同フェスは2008年、小籔とレイザーラモンからなる下ネタラップユニット・ビッグポルノを世に知らしめるためにと音楽フェスへの出演を熱望するも、その夢が叶わなかった小籔が「サマソニに出られへんのやったら"コヤソニ"やったる!」と大阪城野外音楽堂で第1回を開催。当初はおよそ3,000人ほどの動員数だったが、小籔が「Jラップ界のいとこい師匠」と敬愛するヒップホップグループ・スチャダラパーら人気アーティストをはじめ、小泉今日子、小林幸子など大物歌手も出演し、回を重ねるごとに規模を拡大。そして7回目となった今年、ビッグポルノが解散を発表し、「続ける理由がなくなった」とコヤソニにも終止符が打たれることとなった。

惜しまれながらもファイナルを迎えた今回のコヤソニでは、初日の13日で動員数が過去最高の9,700人を記録。グランドフィナーレの15日には、"ゴーストライター騒動"で話題となった作曲家の新垣隆氏が出演したほか、レキシ、スガシカオら人気アーティスト、藤井隆、友近らお笑い界のスターが登場。さらに、2008年の第1回から出演している曽我部恵一率いるサニーデーサービスが吉本新喜劇の大ベテラン・池乃めだかと共演するなど、音楽とお笑いを融合させたコヤソニらしいパフォーマンスが続いた。

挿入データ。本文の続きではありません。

//! Rust library for controlling Shure DFR22 audio processors
//!
//! This library keeps a persistent TCP session to a DFR22 unit and maps its
//! framed ASCII control protocol onto typed values. It supports:
//!
//! - Input, output, mix-point and pre-mix fader gain (absolute and stepped)
//! - Input and output mute (set and toggle)
//! - Mix-point routing
//! - Status queries and raw passthrough
//! - Automatic reconnect with a fixed delay
//! - Change notifications grouped by category
//!
//! # Quick Start
//!
//! ```no_run
//! use dfr22::{Dfr22Client, Event, Target};
//!
//! #[tokio::main]
//! async fn main() -> Result<(), Box<dyn std::error::Error>> {
//!     let client = Dfr22Client::new();
//!     client.initialize("10.0.0.5", 2202, 1)?;
//!
//!     let mut events = client.subscribe();
//!     client.connect()?;
//!
//!     while let Ok(event) = events.recv().await {
//!         match event {
//!             Event::ConnectionStatus(status) if status.is_connected() => {
//!                 client.set_volume(Target::Input(1), -10.0)?;
//!                 client.set_mute(Target::Output(2), false)?;
//!                 client.query_status()?;
//!             }
//!             Event::VolumeChanged(volume) => println!("Input 1 is {} dB", volume.input_1),
//!             _ => {}
//!         }
//!     }
//!     Ok(())
//! }
//! ```
//!
//! # Architecture
//!
//! - **Client**: lifecycle (initialize, connect, disconnect) and control API
//! - **Connection**: session task running connect, receive and reconnect, plus a writer task per link
//! - **Transport**: pluggable connector, plain TCP by default
//! - **Framing**: reassembles `0xD0 ... 0xD1` frames from the byte stream
//! - **Parser**: turns status lines into typed updates
//! - **Protocol**: command encoding and dB / device-unit conversion
//! - **Device**: last known state and per-category snapshots

mod client;
mod config;
mod connection;
mod device;
mod error;
mod framing;
mod parser;
mod protocol;
mod subscription;
mod transport;
mod types;

// Public exports
pub use client::Dfr22Client;
pub use config::{ClientConfig, DEFAULT_PORT};
pub use device::{DeviceState, FaderSnapshot, MixPointSnapshot, MuteSnapshot, VolumeSnapshot};
pub use error::{Dfr22Error, Result};
pub use framing::{FrameDecoder, FrameReassembler, MAX_PAYLOAD_LEN};
pub use parser::{parse_response, StatusUpdate};
pub use protocol::{
    analog_to_db, db_to_analog, db_to_device_unit, device_unit_to_db, encode_command,
    encode_frame, Command, END_MARKER, LINE_TERMINATOR, START_MARKER,
};
pub use subscription::{Event, EventReceiver};
pub use transport::{Connector, TcpConnector};
pub use types::{
    ConnectionState, DeviceAddress, DeviceId, GainValue, MuteState, SocketStatus, Target, MAX_DB,
    MIN_DB,
};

そして大トリを務めたのは、この日を最後に解散となるビッグポルノ。メジャーデビュー曲の「KING TIMER」など下ネタラップの7曲を、小籔は声を涸らせて熱唱。レイザーラモンHGは「最後、思い切っていくぜ!」と「ペ○ス!」を局部を連呼する下ネタコールで観客を煽り、RGは大興奮の客席にダイブするなど、ラストを飾るにふさわしい熱いステージとなった。

これが見納めとなる熱演を終え、挨拶に立ったビッグポルノ。レイザーラモンは、RGが「ビッグポルノ、コヤソニの歴史は、小籔さんに褒められたい、認められたい一心でがんばった歴史でした。あまり笑わない人なので、ニヤリとさせたかった」とビッグポルノの12年、コヤソニの7年の活動を振り返り、HGが「芸人としては思い出の詰まった12年でした。解散は寂しいですけど、これからはもっともっと漫才に力を入れてがんばっていきたい」と漫才師としてのさらなる活躍を誓った。

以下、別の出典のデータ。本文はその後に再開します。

use crate::config::{self, ClientConfig};
use crate::connection::{lock, Inbound, Session, SessionSettings, Shared};
use crate::device::DeviceState;
use crate::error::{Dfr22Error, Result};
use crate::protocol::{analog_to_db, encode_command, Command};
use crate::subscription::{Event, EventReceiver};
use crate::transport::{Connector, TcpConnector};
use crate::types::{ConnectionState, DeviceAddress, DeviceId, GainValue, SocketStatus, Target};
use std::sync::atomic::Ordering;
use std::sync::{Arc, Mutex};
use std::time::Duration;
use tokio::sync::mpsc::error::TrySendError;

/// Client for a DFR22 unit
///
/// The client keeps one TCP session to the unit, reconnects on its own when
/// the link drops and mirrors the unit's reported state. Control methods
/// return as soon as the command is queued; the unit's answer arrives later
/// as an [`Event`].
///
/// Commands issued while the link is down are dropped, not queued. While
/// connected, a short queue absorbs bursts; sends beyond it are dropped
/// until the unit reads again.
///
/// # Example
///
/// ```no_run
/// use dfr22::{Dfr22Client, Event, Target};
///
/// #[tokio::main]
/// async fn main() -> Result<(), Box<dyn std::error::Error>> {
///     let client = Dfr22Client::new();
///     client.initialize("10.0.0.5", 2202, 1)?;
///     let mut events = client.subscribe();
///     client.connect()?;
///
///     while let Ok(event) = events.recv().await {
///         if let Event::ConnectionStatus(status) = event {
///             if status.is_connected() {
///                 client.set_volume(Target::Input(1), -10.0)?;
///                 client.query_status()?;
///             }
///         }
///     }
///     Ok(())
/// }
/// ```
pub struct Dfr22Client<C: Connector = TcpConnector> {
    connector: Arc<C>,
    shared: Arc<Mutex<Shared>>,
    inbound: Inbound,
    settings: Mutex<SessionSettings>,
}

impl Dfr22Client<TcpConnector> {
    /// Create an uninitialized client that talks plain TCP
    pub fn new() -> Self {
        Self::with_connector(TcpConnector)
    }
}

impl Default for Dfr22Client<TcpConnector> {
    fn default() -> Self {
        Self::new()
    }
}

impl<C: Connector> Dfr22Client<C> {
    /// Create an uninitialized client using a custom connector
    pub fn with_connector(connector: C) -> Self {
        Self::build(connector, default_settings(), config::default_event_capacity())
    }

    fn build(connector: C, settings: SessionSettings, event_capacity: usize) -> Self {
        Self {
            connector: Arc::new(connector),
            shared: Arc::new(Mutex::new(Shared::new())),
            inbound: Inbound::new(event_capacity),
            settings: Mutex::new(settings),
        }
    }

    /// Create a client with a custom connector and initialize it from `config`
    pub fn from_config(connector: C, config: &ClientConfig) -> Result<Self> {
        let client = Self::build(connector, settings_from(config), config.event_capacity);
        client.initialize_with(config)?;
        Ok(client)
    }

    /// Set the unit's address with default timings
    ///
    /// Fails if the client is already initialized, the host is empty, the
    /// port is zero or the device id has more than three digits.
    pub fn initialize(&self, host: impl Into<String>, port: u16, device_id: u16) -> Result<()> {
        let device_id = DeviceId::new(device_id)?;
        self.initialize_with(&ClientConfig::new(host, port, device_id))
    }

    /// Set the unit's address and timings from a config
    pub fn initialize_with(&self, config: &ClientConfig) -> Result<()> {
        let mut shared = lock(&self.shared);
        if shared.state != ConnectionState::Uninitialized {
            tracing::warn!("Ignoring initialize: client is already initialized");
            return Err(Dfr22Error::AlreadyInitialized);
        }
        let address = config.address().inspect_err(|e| {
            tracing::warn!("Client can't be initialized: {}", e);
        })?;
        *lock(&self.settings) = settings_from(config);

        tracing::info!("Client initialized for {}", address);
        shared.address = Some(address);
        shared.state = ConnectionState::Initialized;
        shared.status = SocketStatus::NoConnect;
        let _ = self.inbound.events.send(Event::InitializedStatus(true));
        Ok(())
    }

    /// Start connecting to the unit
    ///
    /// Returns immediately; progress is reported through
    /// [`Event::ConnectionStatus`]. While the link is down the client retries
    /// after the configured delay until [`disconnect`](Self::disconnect) is
    /// called. Calling this while a retry is pending triggers the retry now.
    ///
    /// Must be called from within a Tokio runtime.
    pub fn connect(&self) -> Result<()> {
        let mut shared = lock(&self.shared);
        let state = shared.state;
        match state {
            ConnectionState::Uninitialized => {
                tracing::warn!("Ignoring connect: client is not initialized");
                Err(Dfr22Error::NotInitialized)
            }
            state @ (ConnectionState::Connecting | ConnectionState::Connected) => {
                tracing::debug!("Ignoring connect: already {}", state.name());
                Err(Dfr22Error::AlreadyConnected(state.name()))
            }
            ConnectionState::Disconnected if shared.session.is_some() => {
                shared.manual_disconnect = false;
                if let Some(session) = &shared.session {
                    session.wake();
                }
                Ok(())
            }
            ConnectionState::Initialized | ConnectionState::Disconnected => {
                let address = shared.address.clone().ok_or(Dfr22Error::NotInitialized)?;
                shared.manual_disconnect = false;
                shared.generation += 1;
                shared.state = ConnectionState::Connecting;

                let session = Session::new(
                    self.connector.clone(),
                    address,
                    *lock(&self.settings),
                    shared.generation,
                    self.shared.clone(),
                    self.inbound.clone(),
                );
                shared.session = Some(session.spawn());
                Ok(())
            }
        }
    }

    /// Close the link and stop reconnecting
    ///
    /// The client returns to the uninitialized state; call
    /// [`initialize`](Self::initialize) again before reconnecting. A pending
    /// reconnect timer is cancelled.
    pub fn disconnect(&self) -> Result<()> {
        let mut shared = lock(&self.shared);
        if shared.state == ConnectionState::Uninitialized {
            tracing::debug!("Ignoring disconnect: client is not initialized");
            return Err(Dfr22Error::NotInitialized);
        }
        shared.manual_disconnect = true;
        shared.generation += 1;
        shared.state = ConnectionState::Uninitialized;
        shared.outbound = None;
        if let Some(address) = shared.address.take() {
            tracing::info!("Disconnecting from {}", address);
        }

        let _ = self.inbound.events.send(Event::InitializedStatus(false));
        if let Some(session) = shared.session.take() {
            session.stop();
            shared.report(&self.inbound.events, SocketStatus::BrokenLocally);
        }
        Ok(())
    }

    /// Current lifecycle state
    pub fn connection_state(&self) -> ConnectionState {
        lock(&self.shared).state
    }

    /// Last socket status reported through [`Event::ConnectionStatus`]
    ///
    /// `NoConnect` until the first connect attempt.
    pub fn socket_status(&self) -> SocketStatus {
        lock(&self.shared).status
    }

    /// Address the client was initialized with
    pub fn address(&self) -> Option<DeviceAddress> {
        lock(&self.shared).address.clone()
    }

    /// Snapshot of the last known device state
    pub fn device_state(&self) -> DeviceState {
        lock(&self.inbound.device).clone()
    }

    /// Inbound frames discarded as malformed since the client was created
    pub fn dropped_frames(&self) -> u64 {
        self.inbound.dropped_frames.load(Ordering::Relaxed)
    }

    /// Subscribe to events
    ///
    /// Multiple subscriptions can be active simultaneously; each sees every
    /// event published after it subscribed.
    pub fn subscribe(&self) -> EventReceiver {
        EventReceiver::new(self.inbound.events.subscribe())
    }

    // ========== Level Control ==========

    /// Set the gain of a channel, mix point or fader in dB
    ///
    /// Values outside [-107.5, 10] dB are clamped.
    pub fn set_volume(&self, target: Target, db: GainValue) -> Result<()> {
        self.send_command(&Command::SetLevel { target, db })
    }

    /// Set a channel gain from a 16-bit analog level, channels numbered 1..=4
    pub fn set_volume_analog(&self, channel: u16, value: u16) -> Result<()> {
        self.set_volume(Target::from_channel_number(channel)?, analog_to_db(value))
    }

    /// Set the gain of the mix point routing `input` to `output`
    pub fn set_mix_point_volume(&self, input: u8, output: u8, db: GainValue) -> Result<()> {
        self.set_volume(Target::MixPoint { input, output }, db)
    }

    /// Set the gain of a mix point from a 16-bit analog level
    pub fn set_mix_point_volume_analog(&self, input: u8, output: u8, value: u16) -> Result<()> {
        self.set_mix_point_volume(input, output, analog_to_db(value))
    }

    /// Raise a gain by one device step
    pub fn volume_up(&self, target: Target) -> Result<()> {
        self.send_command(&Command::StepUp(target))
    }

    /// Lower a gain by one device step
    pub fn volume_down(&self, target: Target) -> Result<()> {
        self.send_command(&Command::StepDown(target))
    }

    // ========== Mute Control ==========

    /// Set the mute state of an input or output channel
    pub fn set_mute(&self, target: Target, muted: bool) -> Result<()> {
        self.send_command(&Command::SetMute { target, muted })
    }

    /// Toggle the mute state of an input or output channel
    pub fn toggle_mute(&self, target: Target) -> Result<()> {
        self.send_command(&Command::ToggleMute(target))
    }

    // ========== Routing ==========

    /// Enable or disable the mix point routing `input` to `output`
    pub fn set_mix_point(&self, input: u8, output: u8, enabled: bool) -> Result<()> {
        self.send_command(&Command::SetRouting {
            input,
            output,
            enabled,
        })
    }

    /// Ask the unit to report all of its current values
    pub fn query_status(&self) -> Result<()> {
        self.send_command(&Command::QueryStatus)
    }

    // ========== Raw Access ==========

    /// Send a string to the unit as-is, without framing
    pub fn send_raw(&self, data: &str) -> Result<()> {
        if data.is_empty() {
            return Ok(());
        }
        self.send_bytes(data.as_bytes().to_vec())
    }

    /// Feed a status line to the parser as if the unit had sent it
    ///
    /// Returns whether the line changed any tracked value.
    pub fn inject_response(&self, line: &str) -> bool {
        !line.is_empty() && self.inbound.dispatch(line)
    }

    /// Encode `command` for this unit and send it
    pub fn send_command(&self, command: &Command) -> Result<()> {
        let device_id = lock(&self.shared)
            .address
            .as_ref()
            .map(|a| a.device_id)
            .ok_or(Dfr22Error::NotInitialized)?;
        let frame = encode_command(device_id, command).inspect_err(|e| {
            tracing::warn!("Not sending {:?}: {}", command, e);
        })?;
        self.send_bytes(frame)
    }

    fn send_bytes(&self, bytes: Vec<u8>) -> Result<()> {
        let shared = lock(&self.shared);
        match (&shared.outbound, shared.state) {
            (Some(outbound), ConnectionState::Connected) => match outbound.try_send(bytes) {
                Ok(()) => {}
                Err(TrySendError::Full(bytes)) => {
                    tracing::warn!("Dropping {} bytes: unit is not reading", bytes.len());
                }
                Err(TrySendError::Closed(_)) => {
                    tracing::debug!("Dropping send: link has closed");
                }
            },
            (_, state) => {
                tracing::debug!(
                    "Dropping {:?}: client is {}",
                    String::from_utf8_lossy(&bytes),
                    state.name()
                );
            }
        }
        Ok(())
    }
}

impl<C: Connector> Drop for Dfr22Client<C> {
    fn drop(&mut self) {
        let mut shared = lock(&self.shared);
        shared.outbound = None;
        if let Some(session) = shared.session.take() {
            session.stop();
        }
    }
}

fn default_settings() -> SessionSettings {
    SessionSettings {
        reconnect_delay: Duration::from_millis(config::default_reconnect_delay_ms()),
        connect_timeout: Duration::from_millis(config::default_connect_timeout_ms()),
        read_buffer_size: config::default_read_buffer_size(),
    }
}

fn settings_from(config: &ClientConfig) -> SessionSettings {
    SessionSettings {
        reconnect_delay: config.reconnect_delay(),
        connect_timeout: config.connect_timeout(),
        read_buffer_size: config.read_buffer_size(),
    }
}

小籔は「この3人で初めてイベントをやったとき、100人のキャパをいっぱいにできるのか? と周囲に言われて悔しい思いをしました。そのときの『いつか見とけよ!』という気持ちでやってきたイベント」と不遇の時代の悔しさをバネにコヤソニを続けてきたことを明かした。だが、回を重ねるにつれ、多くのファンやスタッフに支えていることを痛感し、「たくさんの人に負担をかけていると思うと胸が痛かった。止めようかと思ったこともあった」と心情を吐露。「調子にのった芸人が、せんでええことにおつき合いいただいたみなさんに感謝します。ありがとうございました!」と頭を下げた。

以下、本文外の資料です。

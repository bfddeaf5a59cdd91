//! Check scheduling: when the next mood check runs, how it is queued, and
//! how an unanswered hour is finalized.

pub mod interval;
pub mod queue;
pub mod reconcile;

pub use interval::{fallback_delay, next_check_delay, IntervalBounds, FALLBACK_DELAY_MINUTES};
pub use queue::{backoff_delay, MemoryWorkQueue, ScheduledWork, WorkQueue, MOOD_CHECK_WORK};
pub use reconcile::reconcile_missed;
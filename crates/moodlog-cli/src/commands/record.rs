use moodlog_core::{HourBucket, Recorder};

use super::{now, App};

/// Answer the pending prompt, or overwrite an explicit hour.
pub fn run(mood: &str, hour: Option<i64>) -> Result<(), Box<dyn std::error::Error>> {
    let app = App::open()?;
    let recorder = Recorder::new(&app.db, &app.db, &app.config);
    let entry = match hour {
        Some(id) => recorder.record_at(HourBucket::from_id(id)?, mood, now())?,
        None => recorder.respond(mood, now())?,
    };
    println!("{}", serde_json::to_string_pretty(&entry)?);
    Ok(())
}
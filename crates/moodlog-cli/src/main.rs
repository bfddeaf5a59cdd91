use clap::{Parser, Subcommand};

mod commands;
mod prompt;

#[derive(Parser)]
#[command(name = "moodlog", version, about = "Hourly mood logger")]
struct Cli {
    #[command(subcommand)]
    command: Commands,
}

#[derive(Subcommand)]
enum Commands {
    /// Turn the recurring mood check on or off
    Track {
        #[command(subcommand)]
        action: commands::track::TrackAction,
    },
    /// Run one mood check now, as the scheduler would
    Fire {
        /// Ask on this terminal instead of leaving a notice
        #[arg(long)]
        interactive: bool,
    },
    /// Record a mood for the pending prompt or a given hour
    Record {
        /// Mood name (case-insensitive)
        mood: String,
        /// Hour id (YYYYMMDDHH) to record for instead of the pending prompt
        #[arg(long)]
        hour: Option<i64>,
    },
    /// Browse recorded entries
    Entries {
        #[command(subcommand)]
        action: commands::entries::EntriesAction,
    },
    /// List the mood catalog
    Moods,
    /// Configuration management
    Config {
        #[command(subcommand)]
        action: commands::config::ConfigAction,
    },
    /// Entry import/export and reset
    Data {
        #[command(subcommand)]
        action: commands::data::DataAction,
    },
    /// Run queued checks in the foreground until interrupted
    Daemon {
        /// Ask on this terminal instead of leaving notices
        #[arg(long)]
        interactive: bool,
    },
}

fn init_logging(default_level: &str) {
    env_logger::Builder::from_env(env_logger::Env::default().default_filter_or(default_level))
        .format_timestamp_secs()
        .init();
}

fn main() {
    let cli = Cli::parse();
    init_logging(match cli.command {
        Commands::Daemon { .. } => "info",
        _ => "warn",
    });

    let result = match cli.command {
        Commands::Track { action } => commands::track::run(action),
        Commands::Fire { interactive } => commands::fire::run(interactive),
        Commands::Record { mood, hour } => commands::record::run(&mood, hour),
        Commands::Entries { action } => commands::entries::run(action),
        Commands::Moods => commands::moods::run(),
        Commands::Config { action } => commands::config::run(action),
        Commands::Data { action } => commands::data::run(action),
        Commands::Daemon { interactive } => commands::daemon::run(interactive),
    };

    if let Err(e) = result {
        eprintln!("error: {e}");
        std::process::exit(1);
    }
}
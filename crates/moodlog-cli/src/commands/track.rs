use clap::Subcommand;
use moodlog_core::summary::dashboard;
use moodlog_core::tracking::{check_consistency, start_tracking, stop_tracking};
use moodlog_core::TrackingDrift;

use super::{now, App};

#[derive(Subcommand)]
pub enum TrackAction {
    /// Enable tracking and queue the first check
    Start,
    /// Disable tracking and drop the queued check
    Stop,
    /// Show tracking state, queue and today's progress
    Status,
    /// Compare the tracking flag with the queue
    Check {
        /// Fix any mismatch found
        #[arg(long)]
        repair: bool,
    },
}

pub fn run(action: TrackAction) -> Result<(), Box<dyn std::error::Error>> {
    match action {
        TrackAction::Start => {
            let app = App::open()?;
            let bounds = app.config.interval_bounds()?;
            let work = start_tracking(&app.db, &app.db, bounds, now(), &mut rand::thread_rng())?;
            println!("{}", serde_json::to_string_pretty(&work)?);
        }
        TrackAction::Stop => {
            let app = App::open()?;
            stop_tracking(&app.db, &app.db)?;
            println!("tracking stopped");
        }
        TrackAction::Status => {
            let app = App::open()?;
            let status = dashboard(&app.db, &app.db, now())?;
            println!("{}", serde_json::to_string_pretty(&status)?);
        }
        TrackAction::Check { repair } => {
            let app = App::open_raw()?;
            let drift = if repair {
                app.sync_tracking()?
            } else {
                check_consistency(&app.db, &app.db)?
            };
            println!("{}", serde_json::to_string_pretty(&drift)?);
            if repair && drift != TrackingDrift::Consistent {
                println!("repaired");
            }
        }
    }
    Ok(())
}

この後、ステージの巨大スクリーンに映し出されたエンドロールでは、コヤソニ7年間の名シーンを写真で綴るとともに、コヤソニを支えたスチャダラパーの曲「彼方からの手紙」のPVが流れたが、途中からPVの出演者がビッグポルノに変わり、それぞれの思いをラップで披露するという心憎い演出も。その終盤、小籔から「必ずコヤソニ復活させるから」と復活を匂わせる言葉も飛び出し、終了を惜しんで涙するファンもいた客席から大きな歓声が起こった。

なお、15日の動員数は初日を上回る12,000人を達成。3日間で30,000人を超えるファンが押し寄せ、過去最高の盛り上がりを見せた。